Work required: Please return every line of the records below that contains the word "provided".

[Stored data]

BEGIN

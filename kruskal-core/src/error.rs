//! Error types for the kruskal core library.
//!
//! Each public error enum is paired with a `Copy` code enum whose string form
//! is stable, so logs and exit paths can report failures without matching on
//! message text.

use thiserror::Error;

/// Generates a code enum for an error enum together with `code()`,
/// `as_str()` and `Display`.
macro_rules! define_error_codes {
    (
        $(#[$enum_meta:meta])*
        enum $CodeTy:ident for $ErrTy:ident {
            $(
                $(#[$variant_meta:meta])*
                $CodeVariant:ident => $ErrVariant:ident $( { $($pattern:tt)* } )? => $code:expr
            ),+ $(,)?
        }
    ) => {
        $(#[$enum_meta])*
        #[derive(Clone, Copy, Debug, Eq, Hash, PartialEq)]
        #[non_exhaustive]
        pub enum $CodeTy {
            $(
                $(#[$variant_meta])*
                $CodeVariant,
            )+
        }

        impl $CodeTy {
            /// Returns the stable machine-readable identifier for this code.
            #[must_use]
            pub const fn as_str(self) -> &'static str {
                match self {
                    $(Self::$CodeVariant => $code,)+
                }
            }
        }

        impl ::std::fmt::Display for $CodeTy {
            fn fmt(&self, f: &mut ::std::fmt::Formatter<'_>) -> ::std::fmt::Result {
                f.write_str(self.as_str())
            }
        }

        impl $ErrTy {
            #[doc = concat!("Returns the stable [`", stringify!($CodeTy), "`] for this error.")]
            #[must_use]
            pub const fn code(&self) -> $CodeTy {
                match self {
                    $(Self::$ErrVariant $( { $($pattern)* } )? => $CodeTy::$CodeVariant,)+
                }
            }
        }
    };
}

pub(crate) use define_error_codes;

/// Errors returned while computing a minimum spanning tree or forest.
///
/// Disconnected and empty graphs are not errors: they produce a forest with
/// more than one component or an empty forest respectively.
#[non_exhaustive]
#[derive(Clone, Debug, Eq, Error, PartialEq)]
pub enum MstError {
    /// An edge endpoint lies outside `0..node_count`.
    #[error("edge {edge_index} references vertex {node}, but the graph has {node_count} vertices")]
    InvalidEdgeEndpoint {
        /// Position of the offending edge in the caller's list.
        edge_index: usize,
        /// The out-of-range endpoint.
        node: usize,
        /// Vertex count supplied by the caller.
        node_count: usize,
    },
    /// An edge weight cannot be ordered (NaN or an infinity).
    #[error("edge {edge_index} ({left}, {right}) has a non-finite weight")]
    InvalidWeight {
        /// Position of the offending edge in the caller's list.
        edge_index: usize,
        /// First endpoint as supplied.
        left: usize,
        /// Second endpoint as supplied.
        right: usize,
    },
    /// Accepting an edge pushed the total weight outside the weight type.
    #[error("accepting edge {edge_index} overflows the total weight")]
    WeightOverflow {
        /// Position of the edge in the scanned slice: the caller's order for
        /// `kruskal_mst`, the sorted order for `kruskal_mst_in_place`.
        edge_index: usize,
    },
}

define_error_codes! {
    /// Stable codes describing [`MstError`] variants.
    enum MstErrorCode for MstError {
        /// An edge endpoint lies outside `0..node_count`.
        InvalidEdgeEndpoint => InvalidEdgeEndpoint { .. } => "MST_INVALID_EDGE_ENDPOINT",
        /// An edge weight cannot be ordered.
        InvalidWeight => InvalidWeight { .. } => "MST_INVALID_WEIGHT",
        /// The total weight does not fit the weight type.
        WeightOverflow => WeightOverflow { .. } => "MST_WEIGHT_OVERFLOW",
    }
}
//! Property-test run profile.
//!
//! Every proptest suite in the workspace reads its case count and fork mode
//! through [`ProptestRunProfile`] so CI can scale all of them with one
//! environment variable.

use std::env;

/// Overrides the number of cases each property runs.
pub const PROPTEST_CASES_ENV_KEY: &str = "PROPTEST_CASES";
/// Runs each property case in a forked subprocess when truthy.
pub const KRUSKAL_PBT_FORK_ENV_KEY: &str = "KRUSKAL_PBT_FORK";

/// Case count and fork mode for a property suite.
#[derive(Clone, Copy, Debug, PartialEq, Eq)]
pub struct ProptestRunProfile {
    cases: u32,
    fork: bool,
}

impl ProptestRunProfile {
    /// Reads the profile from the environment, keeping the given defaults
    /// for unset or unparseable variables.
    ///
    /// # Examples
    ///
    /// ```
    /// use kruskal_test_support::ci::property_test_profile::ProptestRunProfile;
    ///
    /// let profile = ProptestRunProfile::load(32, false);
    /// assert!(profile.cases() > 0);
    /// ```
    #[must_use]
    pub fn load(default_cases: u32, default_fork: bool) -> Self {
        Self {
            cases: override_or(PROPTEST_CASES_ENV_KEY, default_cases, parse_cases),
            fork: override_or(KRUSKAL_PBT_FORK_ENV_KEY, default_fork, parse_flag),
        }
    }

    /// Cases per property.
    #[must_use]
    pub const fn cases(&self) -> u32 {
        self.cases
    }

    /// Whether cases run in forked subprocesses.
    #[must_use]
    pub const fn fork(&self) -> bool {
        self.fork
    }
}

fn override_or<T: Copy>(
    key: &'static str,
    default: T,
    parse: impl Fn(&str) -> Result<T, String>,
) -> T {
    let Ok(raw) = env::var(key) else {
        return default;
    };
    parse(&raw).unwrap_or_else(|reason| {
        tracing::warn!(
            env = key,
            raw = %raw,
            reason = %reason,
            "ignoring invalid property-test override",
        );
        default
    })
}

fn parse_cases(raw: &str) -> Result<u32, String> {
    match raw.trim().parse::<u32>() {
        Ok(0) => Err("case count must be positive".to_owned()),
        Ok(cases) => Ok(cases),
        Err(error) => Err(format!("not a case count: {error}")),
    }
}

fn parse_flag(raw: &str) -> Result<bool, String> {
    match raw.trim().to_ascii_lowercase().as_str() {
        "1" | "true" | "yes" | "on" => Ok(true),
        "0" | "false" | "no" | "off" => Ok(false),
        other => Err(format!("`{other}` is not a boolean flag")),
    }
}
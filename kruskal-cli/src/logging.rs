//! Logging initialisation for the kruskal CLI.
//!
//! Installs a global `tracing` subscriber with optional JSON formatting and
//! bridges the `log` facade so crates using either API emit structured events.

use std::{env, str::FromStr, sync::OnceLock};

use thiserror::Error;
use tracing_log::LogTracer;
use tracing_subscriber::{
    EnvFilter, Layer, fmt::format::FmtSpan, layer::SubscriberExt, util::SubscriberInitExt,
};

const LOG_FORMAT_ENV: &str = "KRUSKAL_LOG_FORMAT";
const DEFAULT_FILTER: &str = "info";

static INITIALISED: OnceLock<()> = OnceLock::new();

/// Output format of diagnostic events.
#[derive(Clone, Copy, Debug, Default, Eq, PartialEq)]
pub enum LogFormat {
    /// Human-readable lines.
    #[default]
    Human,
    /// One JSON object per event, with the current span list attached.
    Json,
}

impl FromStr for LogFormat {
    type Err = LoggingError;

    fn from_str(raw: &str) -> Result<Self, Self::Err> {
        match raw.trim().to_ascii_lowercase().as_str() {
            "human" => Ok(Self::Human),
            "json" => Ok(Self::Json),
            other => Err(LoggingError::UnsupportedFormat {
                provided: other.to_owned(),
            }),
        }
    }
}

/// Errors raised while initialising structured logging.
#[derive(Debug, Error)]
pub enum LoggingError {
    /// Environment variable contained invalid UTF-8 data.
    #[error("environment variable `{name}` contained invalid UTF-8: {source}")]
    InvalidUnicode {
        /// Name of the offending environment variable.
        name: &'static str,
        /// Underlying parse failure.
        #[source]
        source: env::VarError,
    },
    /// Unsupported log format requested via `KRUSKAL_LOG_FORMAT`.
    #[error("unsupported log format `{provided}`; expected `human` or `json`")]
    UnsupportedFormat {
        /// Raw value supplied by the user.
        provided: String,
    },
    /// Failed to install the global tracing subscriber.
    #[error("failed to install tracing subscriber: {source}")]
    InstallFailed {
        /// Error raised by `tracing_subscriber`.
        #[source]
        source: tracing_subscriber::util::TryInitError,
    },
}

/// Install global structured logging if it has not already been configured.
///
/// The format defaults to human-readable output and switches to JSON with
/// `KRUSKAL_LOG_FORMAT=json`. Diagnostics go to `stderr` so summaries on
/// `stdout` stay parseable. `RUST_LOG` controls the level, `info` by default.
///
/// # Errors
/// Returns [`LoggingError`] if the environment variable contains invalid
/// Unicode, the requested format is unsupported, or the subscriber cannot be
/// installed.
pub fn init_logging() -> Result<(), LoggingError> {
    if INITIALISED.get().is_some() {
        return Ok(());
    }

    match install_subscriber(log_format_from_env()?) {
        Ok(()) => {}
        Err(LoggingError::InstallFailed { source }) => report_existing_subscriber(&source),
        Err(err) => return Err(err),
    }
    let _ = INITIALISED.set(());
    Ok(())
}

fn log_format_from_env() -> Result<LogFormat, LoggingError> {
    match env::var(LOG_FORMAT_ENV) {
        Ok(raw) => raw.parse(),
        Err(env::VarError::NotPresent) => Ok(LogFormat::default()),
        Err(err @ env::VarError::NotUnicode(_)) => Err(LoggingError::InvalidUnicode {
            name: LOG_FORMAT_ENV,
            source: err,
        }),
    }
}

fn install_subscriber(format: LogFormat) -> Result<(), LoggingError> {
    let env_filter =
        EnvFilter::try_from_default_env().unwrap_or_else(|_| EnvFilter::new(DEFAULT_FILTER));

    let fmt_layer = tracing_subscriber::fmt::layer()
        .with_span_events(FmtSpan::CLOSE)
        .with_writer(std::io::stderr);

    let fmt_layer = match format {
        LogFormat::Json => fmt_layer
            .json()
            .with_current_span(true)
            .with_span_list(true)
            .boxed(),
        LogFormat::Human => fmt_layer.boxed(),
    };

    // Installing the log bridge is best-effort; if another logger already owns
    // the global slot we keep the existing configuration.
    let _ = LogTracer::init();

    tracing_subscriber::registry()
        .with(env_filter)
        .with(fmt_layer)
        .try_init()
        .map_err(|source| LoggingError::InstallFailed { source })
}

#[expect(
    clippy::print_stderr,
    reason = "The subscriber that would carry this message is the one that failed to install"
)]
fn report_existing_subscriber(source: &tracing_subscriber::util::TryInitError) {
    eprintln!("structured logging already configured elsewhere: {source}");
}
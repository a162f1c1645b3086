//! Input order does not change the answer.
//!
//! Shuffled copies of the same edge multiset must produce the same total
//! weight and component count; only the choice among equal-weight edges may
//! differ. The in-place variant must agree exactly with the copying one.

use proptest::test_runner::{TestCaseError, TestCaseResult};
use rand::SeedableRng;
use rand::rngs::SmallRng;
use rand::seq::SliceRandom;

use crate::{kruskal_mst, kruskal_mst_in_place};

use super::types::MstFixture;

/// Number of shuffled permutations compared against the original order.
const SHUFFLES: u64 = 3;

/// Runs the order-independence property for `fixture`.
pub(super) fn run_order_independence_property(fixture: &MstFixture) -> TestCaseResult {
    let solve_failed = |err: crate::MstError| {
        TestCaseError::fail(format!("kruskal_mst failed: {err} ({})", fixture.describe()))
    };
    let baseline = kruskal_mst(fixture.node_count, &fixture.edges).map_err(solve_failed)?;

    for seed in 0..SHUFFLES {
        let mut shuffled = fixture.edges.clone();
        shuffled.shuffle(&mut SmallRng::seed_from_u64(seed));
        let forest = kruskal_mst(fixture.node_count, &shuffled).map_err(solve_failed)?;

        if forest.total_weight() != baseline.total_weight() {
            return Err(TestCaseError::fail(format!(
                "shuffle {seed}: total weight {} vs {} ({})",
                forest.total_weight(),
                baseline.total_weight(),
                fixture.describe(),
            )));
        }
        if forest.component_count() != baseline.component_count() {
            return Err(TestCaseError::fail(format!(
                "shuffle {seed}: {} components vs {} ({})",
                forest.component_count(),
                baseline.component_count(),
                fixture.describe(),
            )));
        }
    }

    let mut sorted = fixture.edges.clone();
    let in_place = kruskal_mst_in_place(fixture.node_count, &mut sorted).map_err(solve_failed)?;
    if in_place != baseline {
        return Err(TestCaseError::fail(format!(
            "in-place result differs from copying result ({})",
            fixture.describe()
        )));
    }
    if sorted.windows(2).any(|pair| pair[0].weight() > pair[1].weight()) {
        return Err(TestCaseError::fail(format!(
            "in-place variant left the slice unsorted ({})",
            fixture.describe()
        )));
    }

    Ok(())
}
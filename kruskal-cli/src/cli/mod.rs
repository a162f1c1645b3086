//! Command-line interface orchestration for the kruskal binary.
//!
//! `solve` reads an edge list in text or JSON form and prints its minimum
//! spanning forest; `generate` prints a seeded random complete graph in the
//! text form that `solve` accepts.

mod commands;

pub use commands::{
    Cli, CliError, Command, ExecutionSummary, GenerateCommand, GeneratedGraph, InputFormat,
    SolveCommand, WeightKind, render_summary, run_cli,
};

END

Reply to the exercise:
                provided: other.to_owned(),
    #[error("unsupported log format `{provided}`; expected `human` or `json`")]
        provided: String,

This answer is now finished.